**PROBLEM REQUIREMENTS**:
In how many lines of the data below does the word "LightSetBrightness" appear? Reply with the number and nothing more.

+---+

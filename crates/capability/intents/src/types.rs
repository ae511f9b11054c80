use serde::{Deserialize, Serialize};

/// 意图类型（封闭枚举，序列化为线上名称）。
#[derive(Debug, Clone, Copy, PartialEq, Eq, Hash, Serialize, Deserialize)]
pub enum IntentType {
    #[serde(rename = "light.toggle")]
    LightToggle,
    #[serde(rename = "light.setBrightness")]
    LightSetBrightness,
    #[serde(rename = "device.setProperty")]
    DeviceSetProperty,
    #[serde(rename = "lighting.setMode")]
    LightingSetMode,
    #[serde(rename = "lighting.brightnessDelta")]
    LightingBrightnessDelta,
    #[serde(rename = "climate.setMode")]
    ClimateSetMode,
    #[serde(rename = "climate.setpointSet")]
    ClimateSetpointSet,
    #[serde(rename = "climate.setpointDelta")]
    ClimateSetpointDelta,
    #[serde(rename = "covers.open")]
    CoversOpen,
    #[serde(rename = "covers.close")]
    CoversClose,
    #[serde(rename = "covers.setPosition")]
    CoversSetPosition,
    #[serde(rename = "covers.positionDelta")]
    CoversPositionDelta,
    #[serde(rename = "covers.setMode")]
    CoversSetMode,
    #[serde(rename = "media.power")]
    MediaPower,
    #[serde(rename = "media.volumeSet")]
    MediaVolumeSet,
    #[serde(rename = "media.mute")]
    MediaMute,
    #[serde(rename = "media.setMode")]
    MediaSetMode,
}

impl IntentType {
    /// 线上名称（历史存储 tag、日志）。
    pub fn wire_name(&self) -> &'static str {
        match self {
            IntentType::LightToggle => "light.toggle",
            IntentType::LightSetBrightness => "light.setBrightness",
            IntentType::DeviceSetProperty => "device.setProperty",
            IntentType::LightingSetMode => "lighting.setMode",
            IntentType::LightingBrightnessDelta => "lighting.brightnessDelta",
            IntentType::ClimateSetMode => "climate.setMode",
            IntentType::ClimateSetpointSet => "climate.setpointSet",
            IntentType::ClimateSetpointDelta => "climate.setpointDelta",
            IntentType::CoversOpen => "covers.open",
            IntentType::CoversClose => "covers.close",
            IntentType::CoversSetPosition => "covers.setPosition",
            IntentType::CoversPositionDelta => "covers.positionDelta",
            IntentType::CoversSetMode => "covers.setMode",
            IntentType::MediaPower => "media.power",
            IntentType::MediaVolumeSet => "media.volumeSet",
            IntentType::MediaMute => "media.mute",
            IntentType::MediaSetMode => "media.setMode",
        }
    }

    /// 空间级编排意图使用更长的默认 TTL。
    pub fn is_space_command(&self) -> bool {
        !matches!(
            self,
            IntentType::LightToggle
                | IntentType::LightSetBrightness
                | IntentType::DeviceSetProperty
        )
    }
}

/// 意图状态。PENDING 只会进入一个终态，且恰好一次。
#[derive(Debug, Clone, Copy, PartialEq, Eq, Serialize, Deserialize)]
#[serde(rename_all = "snake_case")]
pub enum IntentStatus {
    Pending,
    CompletedSuccess,
    CompletedPartial,
    CompletedFailed,
    Expired,
}

/// 单目标执行状态。
#[derive(Debug, Clone, Copy, PartialEq, Eq, Serialize, Deserialize)]
#[serde(rename_all = "lowercase")]
pub enum TargetStatus {
    Success,
    Failed,
    Timeout,
    Skipped,
}

/// 意图目标（设备，细化到通道/属性可选）。
#[derive(Debug, Clone, Serialize, Deserialize)]
#[serde(rename_all = "camelCase")]
pub struct IntentTarget {
    pub device_id: String,
    #[serde(default, skip_serializing_if = "Option::is_none")]
    pub channel_id: Option<String>,
    #[serde(default, skip_serializing_if = "Option::is_none")]
    pub property_id: Option<String>,
}

/// 意图作用域元数据（按空间/设备查询活跃意图用）。
#[derive(Debug, Clone, Default, Serialize, Deserialize)]
#[serde(rename_all = "camelCase")]
pub struct IntentScope {
    #[serde(default, skip_serializing_if = "Option::is_none")]
    pub space_id: Option<String>,
    #[serde(default, skip_serializing_if = "Option::is_none")]
    pub device_id: Option<String>,
    #[serde(default, skip_serializing_if = "Option::is_none")]
    pub role: Option<String>,
}

/// 单目标执行结果。
#[derive(Debug, Clone, Serialize, Deserialize)]
#[serde(rename_all = "camelCase")]
pub struct TargetResult {
    pub device_id: String,
    pub status: TargetStatus,
    #[serde(default, skip_serializing_if = "Option::is_none")]
    pub error: Option<String>,
}

/// 意图记录。
#[derive(Debug, Clone, Serialize)]
#[serde(rename_all = "camelCase")]
pub struct IntentRecord {
    pub id: String,
    #[serde(rename = "type")]
    pub intent_type: IntentType,
    #[serde(skip_serializing_if = "Option::is_none")]
    pub scope: Option<IntentScope>,
    pub targets: Vec<IntentTarget>,
    pub value: serde_json::Value,
    pub status: IntentStatus,
    pub ttl_ms: u64,
    pub created_at_ms: i64,
    pub expires_at_ms: i64,
    #[serde(skip_serializing_if = "Option::is_none")]
    pub completed_at_ms: Option<i64>,
    #[serde(skip_serializing_if = "Option::is_none")]
    pub results: Option<Vec<TargetResult>>,
}

/// 创建意图的输入（调用方已完成校验）。
#[derive(Debug, Clone)]
pub struct CreateIntentInput {
    pub intent_type: IntentType,
    pub targets: Vec<IntentTarget>,
    pub value: serde_json::Value,
    pub scope: Option<IntentScope>,
    pub ttl_ms: Option<u64>,
}

/// 意图生命周期事件（尽力投递）。
#[derive(Debug, Clone, Serialize)]
#[serde(tag = "event", rename_all = "camelCase")]
pub enum IntentEvent {
    #[serde(rename = "intent.created")]
    Created { intent: IntentRecord },
    #[serde(rename = "intent.completed")]
    #[serde(rename_all = "camelCase")]
    Completed {
        intent_id: String,
        status: IntentStatus,
        results: Vec<TargetResult>,
        completed_at_ms: i64,
    },
    #[serde(rename = "intent.expired")]
    #[serde(rename_all = "camelCase")]
    Expired {
        intent_id: String,
        status: IntentStatus,
        completed_at_ms: i64,
    },
}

+---+

**WRITTEN RESPONSE**:
3